- **ACTIVITY**: Find the word "SmaConfig" in the data, then copy each line where it is found.

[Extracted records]
* * * * * * * * *

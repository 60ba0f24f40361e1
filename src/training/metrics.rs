//! Classification metrics

use crate::error::{Result, TunerError};
use ndarray::Array1;
use serde::{Deserialize, Serialize};

/// Fraction of predictions equal to the true label
pub fn accuracy_score(y_true: &Array1<f64>, y_pred: &Array1<f64>) -> Result<f64> {
    if y_true.len() != y_pred.len() {
        return Err(TunerError::ShapeError {
            expected: format!("{} predictions", y_true.len()),
            actual: format!("{} predictions", y_pred.len()),
        });
    }
    if y_true.is_empty() {
        return Err(TunerError::DataError("cannot score an empty test set".into()));
    }
    let correct = y_true.iter().zip(y_pred.iter()).filter(|(t, p)| t == p).count();
    Ok(correct as f64 / y_true.len() as f64)
}

/// Metrics for binary classifier evaluation
#[derive(Debug, Clone, Default, Serialize, Deserialize)]
pub struct ModelMetrics {
    pub accuracy: f64,
    pub precision: f64,
    pub recall: f64,
    pub f1_score: f64,
    pub n_samples: usize,
}

impl ModelMetrics {
    /// Compute classification metrics, treating `positive` as the positive label
    pub fn compute_classification(
        y_true: &Array1<f64>,
        y_pred: &Array1<f64>,
        positive: f64,
    ) -> Result<Self> {
        let accuracy = accuracy_score(y_true, y_pred)?;
        let (tp, fp, _, fn_) = Self::confusion_counts(y_true, y_pred, positive);

        let precision = if tp + fp > 0 { tp as f64 / (tp + fp) as f64 } else { 0.0 };
        let recall = if tp + fn_ > 0 { tp as f64 / (tp + fn_) as f64 } else { 0.0 };
        let f1_score = if precision + recall > 0.0 {
            2.0 * precision * recall / (precision + recall)
        } else {
            0.0
        };

        Ok(Self {
            accuracy,
            precision,
            recall,
            f1_score,
            n_samples: y_true.len(),
        })
    }

    fn confusion_counts(y_true: &Array1<f64>, y_pred: &Array1<f64>, positive: f64) -> (usize, usize, usize, usize) {
        let mut tp = 0;
        let mut fp = 0;
        let mut tn = 0;
        let mut fn_ = 0;

        for (t, p) in y_true.iter().zip(y_pred.iter()) {
            match (*t == positive, *p == positive) {
                (true, true) => tp += 1,
                (false, true) => fp += 1,
                (false, false) => tn += 1,
                (true, false) => fn_ += 1,
            }
        }

        (tp, fp, tn, fn_)
    }
}
//! Optimization configuration

use crate::error::{Result, TunerError};
use serde::{Deserialize, Serialize};
use std::cmp::Ordering;
use std::str::FromStr;

/// Direction of optimization
#[derive(Debug, Clone, Copy, PartialEq, Eq, Serialize, Deserialize)]
#[serde(rename_all = "lowercase")]
pub enum OptimizeDirection {
    #[serde(alias = "min")]
    Minimize,
    #[serde(alias = "max")]
    Maximize,
}

impl OptimizeDirection {
    /// Strict improvement test; ties keep the incumbent.
    pub fn is_better(&self, candidate: f64, incumbent: f64) -> bool {
        match self {
            OptimizeDirection::Minimize => candidate < incumbent,
            OptimizeDirection::Maximize => candidate > incumbent,
        }
    }

    /// Ordering that puts the better fitness first
    pub fn compare(&self, a: f64, b: f64) -> Ordering {
        match self {
            OptimizeDirection::Minimize => a.total_cmp(&b),
            OptimizeDirection::Maximize => b.total_cmp(&a),
        }
    }

    /// Worst possible fitness for this direction
    pub fn worst(&self) -> f64 {
        match self {
            OptimizeDirection::Minimize => f64::INFINITY,
            OptimizeDirection::Maximize => f64::NEG_INFINITY,
        }
    }

    /// Map NaN to the worst fitness so comparisons stay total
    pub fn sanitize(&self, fitness: f64) -> f64 {
        if fitness.is_nan() { self.worst() } else { fitness }
    }
}

impl Default for OptimizeDirection {
    fn default() -> Self {
        OptimizeDirection::Maximize
    }
}

impl FromStr for OptimizeDirection {
    type Err = TunerError;

    fn from_str(s: &str) -> Result<Self> {
        match s.to_lowercase().as_str() {
            "max" | "maximize" => Ok(OptimizeDirection::Maximize),
            "min" | "minimize" => Ok(OptimizeDirection::Minimize),
            other => Err(TunerError::InvalidConfig(format!(
                "minmax must be 'max' or 'min', got '{}'",
                other
            ))),
        }
    }
}

/// Configuration for the slime mould optimizer
#[derive(Debug, Clone, Serialize, Deserialize)]
#[serde(default)]
pub struct SmaConfig {
    /// Number of update passes over the population
    pub epoch: usize,

    /// Number of candidate solutions
    pub pop_size: usize,

    /// Probability of replacing an individual with a random position
    pub p_t: f64,

    /// Random seed
    pub random_state: Option<u64>,
}

impl Default for SmaConfig {
    fn default() -> Self {
        Self {
            epoch: 18,
            pop_size: 100,
            p_t: 0.03,
            random_state: Some(42),
        }
    }
}

impl SmaConfig {
    /// Create a new configuration
    pub fn new() -> Self {
        Self::default()
    }

    /// Builder method to set the epoch budget
    pub fn with_epoch(mut self, epoch: usize) -> Self {
        self.epoch = epoch;
        self
    }

    /// Builder method to set the population size
    pub fn with_pop_size(mut self, pop_size: usize) -> Self {
        self.pop_size = pop_size;
        self
    }

    /// Builder method to set the random re-exploration probability
    pub fn with_p_t(mut self, p_t: f64) -> Self {
        self.p_t = p_t;
        self
    }

    /// Builder method to set the random seed
    pub fn with_random_state(mut self, seed: u64) -> Self {
        self.random_state = Some(seed);
        self
    }

    /// Reject configurations that cannot run
    pub fn validate(&self) -> Result<()> {
        if self.pop_size < 1 {
            return Err(TunerError::InvalidConfig(format!(
                "pop_size must be >= 1, got {}",
                self.pop_size
            )));
        }
        if self.epoch < 1 {
            return Err(TunerError::InvalidConfig(format!(
                "epoch must be >= 1, got {}",
                self.epoch
            )));
        }
        if !(0.0..=1.0).contains(&self.p_t) {
            return Err(TunerError::InvalidConfig(format!(
                "p_t must be in [0, 1], got {}",
                self.p_t
            )));
        }
        Ok(())
    }

    /// Objective evaluations a full run performs (initial population included)
    pub fn n_evaluations(&self) -> usize {
        self.pop_size.saturating_mul(self.epoch.saturating_add(1))
    }
}

#[cfg(test)]
mod tests {
    use super::*;

    #[test]
    fn test_default_config() {
        let config = SmaConfig::default();
        assert_eq!(config.epoch, 18);
        assert_eq!(config.pop_size, 100);
        assert!(config.validate().is_ok());
        assert_eq!(config.n_evaluations(), 1900);
    }

    #[test]
    fn test_builder() {
        let config = SmaConfig::new()
            .with_epoch(5)
            .with_pop_size(10)
            .with_p_t(0.1)
            .with_random_state(7);

        assert_eq!(config.epoch, 5);
        assert_eq!(config.pop_size, 10);
        assert_eq!(config.random_state, Some(7));
    }

    #[test]
    fn test_validation() {
        assert!(matches!(SmaConfig::new().with_pop_size(0).validate(), Err(TunerError::InvalidConfig(_))));
        assert!(matches!(SmaConfig::new().with_epoch(0).validate(), Err(TunerError::InvalidConfig(_))));
        assert!(matches!(SmaConfig::new().with_p_t(1.5).validate(), Err(TunerError::InvalidConfig(_))));
    }

    #[test]
    fn test_direction() {
        let max = OptimizeDirection::Maximize;
        assert!(max.is_better(0.9, 0.8));
        assert!(!max.is_better(0.8, 0.8));
        assert_eq!(max.compare(0.9, 0.1), Ordering::Less);
        assert_eq!(max.sanitize(f64::NAN), f64::NEG_INFINITY);

        let min = OptimizeDirection::Minimize;
        assert!(min.is_better(0.1, 0.2));
        assert_eq!(min.compare(0.9, 0.1), Ordering::Greater);

        assert_eq!("max".parse::<OptimizeDirection>().unwrap(), max);
        assert_eq!("MIN".parse::<OptimizeDirection>().unwrap(), min);
        assert!("up".parse::<OptimizeDirection>().is_err());
    }
}
//! SMA Tuner CLI Module
//!
//! Command-line interface for running searches, inspecting datasets and
//! starting the server.

use clap::{Parser, Subcommand, ValueEnum};
use colored::*;
use serde::{Deserialize, Serialize};
use std::io::Write;
use std::path::{Path, PathBuf};
use std::sync::Arc;
use std::time::Instant;

use crate::optimizer::{
    OptimizationResult, OptimizeDirection, Problem, ProblemConfig, SgdObjective, SlimeMould, SmaConfig,
};
use crate::utils::{DataLoader, DatasetConfig};

// ─── Styling helpers ───────────────────────────────────────────────────────────

const W: usize = 58; // box inner width

fn dim(s: &str) -> ColoredString   { s.truecolor(100, 100, 100) }
fn accent(s: &str) -> ColoredString { s.truecolor(120, 170, 255) }
fn muted(s: &str) -> ColoredString  { s.truecolor(140, 140, 140) }
fn ok(s: &str) -> ColoredString     { s.truecolor(100, 210, 120) }

fn line_box_top()    { println!("  {}", dim("┌─────────────────────────────────────────────────────────┐")); }
fn line_box_bottom() { println!("  {}", dim("└─────────────────────────────────────────────────────────┘")); }
fn line_box_sep()    { println!("  {}", dim("├─────────────────────────────────────────────────────────┤")); }

fn line_box(content: &str) {
    let visible = visible_width(content);
    let pad = W.saturating_sub(visible);
    println!("  {}  {}{} {}", dim("│"), content, " ".repeat(pad), dim("│"));
}

fn line_box_center(content: &str) {
    let total_pad = W.saturating_sub(visible_width(content));
    let left = total_pad / 2;
    println!("  {}  {}{}{} {}", dim("│"), " ".repeat(left), content, " ".repeat(total_pad - left), dim("│"));
}

/// Printable width, skipping ANSI colour sequences
fn visible_width(s: &str) -> usize {
    let mut width = 0;
    let mut in_escape = false;
    for c in s.chars() {
        match (in_escape, c) {
            (false, '\x1b') => in_escape = true,
            (true, 'm') => in_escape = false,
            (true, _) => {}
            (false, _) => width += 1,
        }
    }
    width
}

fn kv(key: &str, val: &str) -> String {
    format!("{} {}", muted(key), val.white())
}

fn step_run(msg: &str) {
    let _ = write_step(&mut std::io::stdout().lock(), msg);
}

/// Prompt stays on one line until `step_done`, so flush it now
fn write_step(out: &mut impl Write, msg: &str) -> std::io::Result<()> {
    write!(out, "  {} {}... ", accent("›"), msg)?;
    out.flush()
}

fn step_done(detail: &str) {
    println!("{} {}", ok("done"), dim(detail));
}

fn section(title: &str) {
    println!();
    println!("  {}", title.white().bold());
    println!("  {}", dim(&"─".repeat(56)));
}

// ─── CLI definition ────────────────────────────────────────────────────────────

#[derive(Parser)]
#[command(name = "sma-tuner")]
#[command(version = env!("CARGO_PKG_VERSION"))]
#[command(about = "Slime mould hyperparameter search for SGD classifiers")]
#[command(long_about = None)]
pub struct Cli {
    #[command(subcommand)]
    pub command: Commands,
}

#[derive(Debug, Clone, Copy, PartialEq, Eq, ValueEnum)]
pub enum OutputFormat {
    Table,
    Json,
}

#[derive(Subcommand)]
pub enum Commands {
    /// Tune an SGD classifier on a dataset
    Optimize {
        /// Input data file (CSV, JSON, or Parquet)
        #[arg(short, long)]
        data: Option<PathBuf>,

        /// Label column name
        #[arg(short, long)]
        target: Option<String>,

        /// Comma-separated columns to drop before training
        #[arg(long, value_delimiter = ',')]
        drop: Option<Vec<String>>,

        /// Number of epochs
        #[arg(short, long)]
        epoch: Option<usize>,

        /// Population size
        #[arg(short, long)]
        pop_size: Option<usize>,

        /// Optimizer seed
        #[arg(long)]
        seed: Option<u64>,

        /// Optimization direction: max or min
        #[arg(long)]
        minmax: Option<OptimizeDirection>,

        /// JSON run config; flags override its values
        #[arg(short, long)]
        config: Option<PathBuf>,

        /// Output format
        #[arg(short, long, value_enum, default_value = "table")]
        output: OutputFormat,

        /// Write the full result as JSON
        #[arg(long)]
        save: Option<PathBuf>,
    },

    /// Show data information
    Info {
        /// Input data file
        #[arg(short, long)]
        data: PathBuf,
    },

    /// Start the web server
    Serve {
        /// Server port
        #[arg(short, long, default_value = "8080")]
        port: u16,

        /// Server host
        #[arg(long, default_value = "0.0.0.0")]
        host: String,
    },
}

/// Dataset and optimizer settings for one run, loadable from JSON
#[derive(Debug, Clone, Default, Serialize, Deserialize)]
#[serde(default)]
pub struct RunConfig {
    pub dataset: DatasetConfig,
    pub optimizer: SmaConfig,
    pub minmax: OptimizeDirection,
}

impl RunConfig {
    pub fn from_file(path: &Path) -> anyhow::Result<Self> {
        let json = std::fs::read_to_string(path)?;
        Ok(serde_json::from_str(&json)?)
    }
}

/// Command-line overrides applied on top of a [`RunConfig`]
#[derive(Debug, Clone, Default)]
pub struct OptimizeArgs {
    pub data: Option<PathBuf>,
    pub target: Option<String>,
    pub drop: Option<Vec<String>>,
    pub epoch: Option<usize>,
    pub pop_size: Option<usize>,
    pub seed: Option<u64>,
    pub minmax: Option<OptimizeDirection>,
    pub config: Option<PathBuf>,
    pub output: Option<OutputFormat>,
    pub save: Option<PathBuf>,
}

impl OptimizeArgs {
    /// Merge the config file (if any) with the flags
    pub fn resolve(&self) -> anyhow::Result<RunConfig> {
        let mut run = match &self.config {
            Some(path) => RunConfig::from_file(path)?,
            None => RunConfig::default(),
        };

        if let Some(data) = &self.data {
            run.dataset.path = data.clone();
        }
        if let Some(target) = &self.target {
            run.dataset.target = target.clone();
        }
        if let Some(drop) = &self.drop {
            run.dataset.drop_columns = drop.iter().filter(|c| !c.is_empty()).cloned().collect();
        }
        if let Some(epoch) = self.epoch {
            run.optimizer.epoch = epoch;
        }
        if let Some(pop_size) = self.pop_size {
            run.optimizer.pop_size = pop_size;
        }
        if let Some(seed) = self.seed {
            run.optimizer.random_state = Some(seed);
        }
        if let Some(minmax) = self.minmax {
            run.minmax = minmax;
        }

        Ok(run)
    }
}

// ─── Commands ──────────────────────────────────────────────────────────────────

/// Load, search and report. Returns the result for callers that need it.
pub fn cmd_optimize(args: &OptimizeArgs) -> anyhow::Result<OptimizationResult> {
    let run = args.resolve()?;
    let json = args.output == Some(OutputFormat::Json);

    // Reject bad settings before touching the dataset
    let optimizer = SlimeMould::new(run.optimizer.clone())?;

    if !json {
        section("Optimize");
        step_run(&format!("Loading {}", run.dataset.path.display()));
    }
    let start = Instant::now();
    let data = run.dataset.load()?;
    if !json {
        step_done(&format!(
            "{} train / {} test × {} features in {:?}",
            data.n_train(),
            data.n_test(),
            data.n_features(),
            start.elapsed()
        ));
    }

    let data = Arc::new(data);
    let problem = Problem::from_config(ProblemConfig::new()
            .with_data(Arc::clone(&data))
            .with_minmax(run.minmax))?;

    if !json {
        step_run(&format!(
            "Searching {} epochs × {} agents",
            run.optimizer.epoch, run.optimizer.pop_size
        ));
    }
    let result = optimizer.solve(&problem);
    if !json {
        step_done(&format!("{} evaluations in {:.2}s", result.n_evaluations, result.duration_secs));
    }

    if let Some(path) = &args.save {
        result.save(path)?;
    }

    if json {
        println!("{}", serde_json::to_string_pretty(&result.payload())?);
    } else {
        print_result(&result);
        match SgdObjective::new(data).evaluate_metrics(&result.best_params) {
            Ok(m) => {
                println!("  {:<16} {}", muted("Precision"), format!("{:.4}", m.precision).white());
                println!("  {:<16} {}", muted("Recall"), format!("{:.4}", m.recall).white());
                println!("  {:<16} {}", muted("F1"), format!("{:.4}", m.f1_score).white());
                println!();
            }
            Err(e) => println!("  {} {}", muted("metrics unavailable:"), e.to_string().yellow()),
        }
    }

    Ok(result)
}

fn print_result(result: &OptimizationResult) {
    println!();
    println!("  {:>6} {:>14} {:>14} {:>10}", muted("Epoch"), muted("Current"), muted("Global"), muted("Explore"));
    println!("  {}", dim(&"─".repeat(48)));

    let exploration = result.history.exploration();
    for (record, explore) in result.history.records().iter().zip(exploration) {
        println!(
            "  {:>6} {:>14.4} {:>14.4} {:>9.1}%",
            record.epoch, record.current_best, record.global_best, explore
        );
    }

    println!("  {}", dim(&"─".repeat(48)));
    println!();
    println!("  {} {}", ok("best"), format!("{:.4}", result.best_fitness).white().bold());
    for (name, value) in result.best_params.iter() {
        println!("  {:<16} {}", muted(name), value.to_string().white());
    }
    println!();
}

pub fn cmd_info(data_path: &Path) -> anyhow::Result<()> {
    section("Data Info");

    let df = DataLoader::new().load_auto(data_path)?;

    println!("  {:<12} {}", muted("File"), data_path.display());
    println!("  {:<12} {}", muted("Rows"), df.height());
    println!("  {:<12} {}", muted("Columns"), df.width());
    println!("  {:<12} {:.2} MB", muted("Memory"), df.estimated_size() as f64 / 1024.0 / 1024.0);
    println!();

    println!("  {:<24} {:<12} {:>6} {:>8}", muted("Column"), muted("Type"), muted("Nulls"), muted("Unique"));
    println!("  {}", dim(&"─".repeat(54)));

    for col in df.get_columns() {
        println!(
            "  {:<24} {:<12} {:>6} {:>8}",
            col.name().as_str(),
            format!("{:?}", col.dtype()).truecolor(140, 140, 140),
            col.null_count(),
            col.n_unique().unwrap_or(0)
        );
    }

    println!();
    Ok(())
}

// ─── Serve ─────────────────────────────────────────────────────────────────────

pub async fn cmd_serve(host: &str, port: u16) -> anyhow::Result<()> {
    use crate::server::{run_server, ServerConfig};

    let config = ServerConfig {
        host: host.to_string(),
        port,
        ..Default::default()
    };

    println!();
    line_box_top();
    line_box_center(&format!("{}", "SMA Tuner".white().bold()));
    line_box_center(&format!("{}", dim(&format!("v{}", env!("CARGO_PKG_VERSION")))));
    line_box_sep();
    line_box(&kv("API     ", &format!("http://{}:{}/api", host, port)));
    line_box(&kv("Health  ", &format!("http://{}:{}/api/health", host, port)));
    line_box(&kv("Dataset ", &config.dataset.path.display().to_string()));
    line_box_sep();
    line_box_center(&format!("{}", dim("ctrl+c to stop")));
    line_box_bottom();
    println!();

    run_server(config).await
}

* * * * * * * * *

- **TASK RESULT**:
pub struct SmaConfig {
impl Default for SmaConfig {
impl SmaConfig {
        let config = SmaConfig::default();
        let config = SmaConfig::new()
        assert!(matches!(SmaConfig::new().with_pop_size(0).validate(), Err(TunerError::InvalidConfig(_))));
        assert!(matches!(SmaConfig::new().with_epoch(0).validate(), Err(TunerError::InvalidConfig(_))));
        assert!(matches!(SmaConfig::new().with_p_t(1.5).validate(), Err(TunerError::InvalidConfig(_))));
    OptimizationResult, OptimizeDirection, Problem, ProblemConfig, SgdObjective, SlimeMould, SmaConfig,
    pub optimizer: SmaConfig,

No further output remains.